Still, it has always made me a little queasy. For 52 weeks a year, SI does a pretty good job of bringing attention to female athletes.

The swimsuit issue serves as a sad counterpoint, reminding us that many of the magazine’s subscribers still see women primarily as a collection of tanned and oiled body parts. The name of the publication gives the old creepers cover.

I know, I probably sound like a church lady who has unwittingly wandered into an “adult toy” store, face flushing as I clutch my purse with two hands.

It’s not like that. If you’re an adult, and if the content is created without exploitation or abuse (big ifs in the industry we’re talking about), I fully support your right to click through the World Wide Web’s endless expanse of pornography. Really, knock yourself out. Whatever your boat — man, woman, big, petite, old, prime of life, professional, amateur, nurses, lumberjacks, sadists — the Internet can float it.

I just don’t get why Sports Illustrated, the magazine of Dan Jenkins and Frank Deford, Steve Rushin and S.L. Price, “The Curious Case of Sidd Finch” and “Totally Juiced: The Confessions of a Former MVP,” has to be in the game.

If you still think I’m a prude, let me happily direct your attention to ESPN the Magazine’s Body Issue. The 2017 version dropped a week ago, and it’s everything the SI swimsuit should be.

I’m no great fan of ESPN and its crushing corporate tentacles, but since 2009 the brand has gotten this right.

The body issue has featured athletes as diverse as Colin Kaepernick, Hope Solo, Manny Pacquiao, Ronda Rousey, yachter Jimmy Spithill and roller derby skater Suzy Hotrod — all captured artfully in little more than the clothes they were born with.

The most obvious difference between the two publications is the mingling of men and women in the body issue.

Part of what bugs me about the Swimsuit Issue is that it seems to ignore the idea that some of Sports Illustrated’s readers might be women, or gay men.

Also, look at the range of physiques in the body issue.

Most of the subjects are modern-day Adonises and Aphrodites, it’s true. But the spreads have also included big men and women like NFL defensive lineman Vince Wilfork, shot putter Michelle Carter and sumo wrestler Byambajav Ulambayar. This year’s edition features sprinter Novlene Williams-Mills, who had a double mastectomy after a 2012 breast-cancer diagnosis, and mountaineer Kirstie Ennis, a former U.S. Marine sergeant who lost her leg in a helicopter crash. Gymnast Aly Raisman is gorgeous, but at 5-foot-2, she probably wouldn’t have a chance to grace the pages of that other magazine.

The swimsuit issue tells women that if they look a certain way, men will adore them. The body issue tells men and women that if they’re great at what they do, they can look as they please.

Is the body issue titillating? Hell, yes.

It’s a feast of cheesecake and beefcake.

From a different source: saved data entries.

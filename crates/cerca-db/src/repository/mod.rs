//! SurrealDB repository implementations.

mod profile;
mod review_prompt;
mod service_request;

pub use profile::SurrealProfileRepository;
pub use review_prompt::SurrealReviewPromptRepository;
pub use service_request::SurrealServiceRequestRepository;

use uuid::Uuid;

use crate::error::DbError;

pub(crate) fn parse_uuid(field: &str, raw: &str) -> Result<Uuid, DbError> {
    Uuid::parse_str(raw).map_err(|e| DbError::decode(&format!("invalid {field} UUID"), e))
}

/// Record id of the open-request slot for a (client, professional) pair.
pub(crate) fn open_slot_key(client_id: Uuid, professional_id: Uuid) -> String {
    format!("{client_id}_{professional_id}")
}
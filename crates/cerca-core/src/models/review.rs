//! Quick-review prompts sent to the client when a booking finishes.

use std::fmt;
use std::str::FromStr;

use chrono::{DateTime, Utc};
use serde::{Deserialize, Serialize};
use uuid::Uuid;

#[derive(Debug, Clone, Copy, PartialEq, Eq, Serialize, Deserialize)]
pub enum PromptStatus {
    Pending,
    Answered,
}

impl PromptStatus {
    pub fn as_str(self) -> &'static str {
        match self {
            PromptStatus::Pending => "Pending",
            PromptStatus::Answered => "Answered",
        }
    }
}

impl fmt::Display for PromptStatus {
    fn fmt(&self, f: &mut fmt::Formatter<'_>) -> fmt::Result {
        f.write_str(self.as_str())
    }
}

impl FromStr for PromptStatus {
    type Err = String;

    fn from_str(s: &str) -> Result<Self, Self::Err> {
        match s {
            "Pending" => Ok(PromptStatus::Pending),
            "Answered" => Ok(PromptStatus::Answered),
            other => Err(format!("unknown prompt status: {other}")),
        }
    }
}

/// "Please tag this experience" notification.
#[derive(Debug, Clone, Serialize, Deserialize)]
pub struct ReviewPrompt {
    pub id: Uuid,
    pub request_id: Uuid,
    /// The client being asked.
    pub user_id: Uuid,
    /// Tags offered to the client.
    pub tags: Vec<String>,
    pub status: PromptStatus,
    pub created_at: DateTime<Utc>,
    pub answered_at: Option<DateTime<Utc>>,
}

#[derive(Debug, Clone, Serialize, Deserialize)]
pub struct CreateReviewPrompt {
    pub user_id: Uuid,
    pub tags: Vec<String>,
}
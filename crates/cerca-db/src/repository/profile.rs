//! SurrealDB implementation of [`ProfileRepository`].

use cerca_core::error::CercaResult;
use cerca_core::models::profile::{CreateProfile, Profile, ProfileQuery, Tier};
use cerca_core::repository::ProfileRepository;
use chrono::{DateTime, Utc};
use surrealdb::{Connection, Surreal};
use surrealdb_types::SurrealValue;
use uuid::Uuid;

use super::parse_uuid;
use crate::error::DbError;

/// DB-side row struct for queries where the UUID is already known.
#[derive(Debug, SurrealValue)]
struct ProfileRow {
    display_name: String,
    kind: String,
    latitude: Option<f64>,
    longitude: Option<f64>,
    tier: String,
    last_active_at: Option<DateTime<Utc>>,
    available_until: Option<DateTime<Utc>>,
    profile_views: u64,
    completed_services: u64,
    created_at: DateTime<Utc>,
    updated_at: DateTime<Utc>,
}

/// DB-side row struct that includes the record ID via `meta::id(id)`.
#[derive(Debug, SurrealValue)]
struct ProfileRowWithId {
    record_id: String,
    display_name: String,
    kind: String,
    latitude: Option<f64>,
    longitude: Option<f64>,
    tier: String,
    last_active_at: Option<DateTime<Utc>>,
    available_until: Option<DateTime<Utc>>,
    profile_views: u64,
    completed_services: u64,
    created_at: DateTime<Utc>,
    updated_at: DateTime<Utc>,
}

impl ProfileRow {
    fn into_profile(self, id: Uuid) -> Result<Profile, DbError> {
        Ok(Profile {
            id,
            display_name: self.display_name,
            kind: self.kind.parse().map_err(|e| DbError::decode("profile kind", e))?,
            latitude: self.latitude,
            longitude: self.longitude,
            tier: self.tier.parse().map_err(|e| DbError::decode("profile tier", e))?,
            last_active_at: self.last_active_at,
            available_until: self.available_until,
            profile_views: self.profile_views,
            completed_services: self.completed_services,
            created_at: self.created_at,
            updated_at: self.updated_at,
        })
    }
}

impl ProfileRowWithId {
    fn try_into_profile(self) -> Result<Profile, DbError> {
        let id = parse_uuid("profile", &self.record_id)?;
        ProfileRow {
            display_name: self.display_name,
            kind: self.kind,
            latitude: self.latitude,
            longitude: self.longitude,
            tier: self.tier,
            last_active_at: self.last_active_at,
            available_until: self.available_until,
            profile_views: self.profile_views,
            completed_services: self.completed_services,
            created_at: self.created_at,
            updated_at: self.updated_at,
        }
        .into_profile(id)
    }
}

/// SurrealDB implementation of the Profile repository.
#[derive(Clone)]
pub struct SurrealProfileRepository<C: Connection> {
    db: Surreal<C>,
}

impl<C: Connection> SurrealProfileRepository<C> {
    pub fn new(db: Surreal<C>) -> Self {
        Self { db }
    }
}

impl<C: Connection> ProfileRepository for SurrealProfileRepository<C> {
    async fn create(&self, input: CreateProfile) -> CercaResult<Profile> {
        let id = Uuid::new_v4();
        let id_str = id.to_string();

        let result = self
            .db
            .query(
                "CREATE type::record('profile', $id) SET \
                 display_name = $display_name, kind = $kind, \
                 latitude = $latitude, longitude = $longitude, \
                 tier = $tier, \
                 last_active_at = $last_active_at, \
                 available_until = $available_until, \
                 profile_views = 0, completed_services = 0",
            )
            .bind(("id", id_str.clone()))
            .bind(("display_name", input.display_name))
            .bind(("kind", input.kind.as_str().to_string()))
            .bind(("latitude", input.latitude))
            .bind(("longitude", input.longitude))
            .bind(("tier", input.tier.as_str().to_string()))
            .bind(("last_active_at", input.last_active_at))
            .bind(("available_until", input.available_until))
            .await
            .map_err(DbError::from)?;

        let mut result = result.check().map_err(|e| DbError::Query(e.to_string()))?;

        let rows: Vec<ProfileRow> = result.take(0).map_err(DbError::from)?;
        let row = rows.into_iter().next().ok_or_else(|| DbError::NotFound {
            entity: "profile".into(),
            id: id_str,
        })?;

        Ok(row.into_profile(id)?)
    }

    async fn get_by_id(&self, id: Uuid) -> CercaResult<Profile> {
        let id_str = id.to_string();

        let mut result = self
            .db
            .query("SELECT * FROM type::record('profile', $id)")
            .bind(("id", id_str.clone()))
            .await
            .map_err(DbError::from)?;

        let rows: Vec<ProfileRow> = result.take(0).map_err(DbError::from)?;
        let row = rows.into_iter().next().ok_or_else(|| DbError::NotFound {
            entity: "profile".into(),
            id: id_str,
        })?;

        Ok(row.into_profile(id)?)
    }

    async fn list_candidates(&self, query: ProfileQuery) -> CercaResult<Vec<Profile>> {
        let mut conditions = Vec::new();
        if query.kind.is_some() {
            conditions.push("kind = $kind");
        }
        if query.min_tier.is_some() {
            conditions.push("tier IN $tiers");
        }
        let where_clause = if conditions.is_empty() {
            String::new()
        } else {
            format!("WHERE {}", conditions.join(" AND "))
        };

        let sql = format!(
            "SELECT meta::id(id) AS record_id, * FROM profile {where_clause} \
             ORDER BY last_active_at DESC LIMIT $limit"
        );

        let mut builder = self.db.query(&sql).bind(("limit", query.limit));
        if let Some(kind) = query.kind {
            builder = builder.bind(("kind", kind.as_str().to_string()));
        }
        if let Some(min_tier) = query.min_tier {
            let tiers: Vec<String> = Tier::ALL
                .iter()
                .filter(|t| **t >= min_tier)
                .map(|t| t.as_str().to_string())
                .collect();
            builder = builder.bind(("tiers", tiers));
        }

        let mut result = builder.await.map_err(DbError::from)?;
        let rows: Vec<ProfileRowWithId> = result.take(0).map_err(DbError::from)?;

        let profiles = rows
            .into_iter()
            .map(ProfileRowWithId::try_into_profile)
            .collect::<Result<Vec<_>, DbError>>()?;
        Ok(profiles)
    }

    async fn record_activity(&self, id: Uuid, at: DateTime<Utc>) -> CercaResult<()> {
        let id_str = id.to_string();

        let result = self
            .db
            .query(
                "UPDATE type::record('profile', $id) SET \
                 last_active_at = $at, updated_at = time::now()",
            )
            .bind(("id", id_str.clone()))
            .bind(("at", at))
            .await
            .map_err(DbError::from)?;

        let mut result = result.check().map_err(|e| DbError::Query(e.to_string()))?;

        // UPDATE on a missing record id matches nothing.
        let rows: Vec<ProfileRow> = result.take(0).map_err(DbError::from)?;
        if rows.is_empty() {
            return Err(DbError::NotFound {
                entity: "profile".into(),
                id: id_str,
            }
            .into());
        }
        Ok(())
    }
}
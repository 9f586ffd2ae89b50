//! Shared application state.

use std::sync::Arc;
use std::time::Duration;

use cerca_booking::BookingService;
use cerca_core::clock::SystemClock;
use cerca_db::repository::{
    SurrealProfileRepository, SurrealReviewPromptRepository, SurrealServiceRequestRepository,
};
use cerca_discovery::DiscoveryService;
use cerca_hub::{Hub, InProcessHub};
use surrealdb::Surreal;
use surrealdb::engine::any::Any;

use crate::config::ServerConfig;

pub type Booking = BookingService<
    SurrealServiceRequestRepository<Any>,
    SurrealProfileRepository<Any>,
    SurrealReviewPromptRepository<Any>,
>;

pub type Discovery = DiscoveryService<SurrealProfileRepository<Any>>;

#[derive(Clone)]
pub struct AppState {
    pub booking: Arc<Booking>,
    pub discovery: Arc<Discovery>,
    pub hub: Arc<dyn Hub>,
    pub sse_keepalive: Duration,
}

impl AppState {
    pub fn new(db: Surreal<Any>, config: &ServerConfig) -> Self {
        let hub: Arc<dyn Hub> = Arc::new(InProcessHub::new());

        let booking = BookingService::new(
            SurrealServiceRequestRepository::new(db.clone()),
            SurrealProfileRepository::new(db.clone()),
            SurrealReviewPromptRepository::new(db.clone()),
            Arc::clone(&hub),
            config.booking.clone(),
        );
        let discovery = DiscoveryService::new(
            SurrealProfileRepository::new(db),
            Arc::new(SystemClock),
            config.discovery.clone(),
        );

        Self {
            booking: Arc::new(booking),
            discovery: Arc::new(discovery),
            hub,
            sse_keepalive: config.sse_keepalive,
        }
    }
}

The shots are styled and lit in a way that maximizes the rippling muscles and supple curves of the posed, and most are utterly naked.

Good for ESPN. We watch sports largely because we’re amazed by the power, speed, agility and grace of the athletes, and those qualities are extensions of their bodies.

These people are born with physical gifts that are almost beyond our understanding, and they work through pain, fatigue and boredom to perfect what was superior to begin with. Their bodies should be celebrated.

And make no mistake, that’s what ESPN does. The models of the swimsuit issue look passive, vulnerable, seductive, ready to fulfill the needy fantasies of middle-aged dads. The models of the body issue look like athletes. They are captured in action poses.

They are running, leaping, climbing, dribbling and skating — or at least coiled in the moment before they spring.

They look strong, capable and beautiful. They are glorious expressions of the human form.

Get it, Sports Illustrated? If you really want to feature scantily clad hardbodies, some of us would much prefer a swimmer issue to the swimsuit issue. It’s difficult to admit someone else is doing it better, but you should be taking pages from ESPN’s body issue.

In other words, please, more ooh-la-la and less ewww.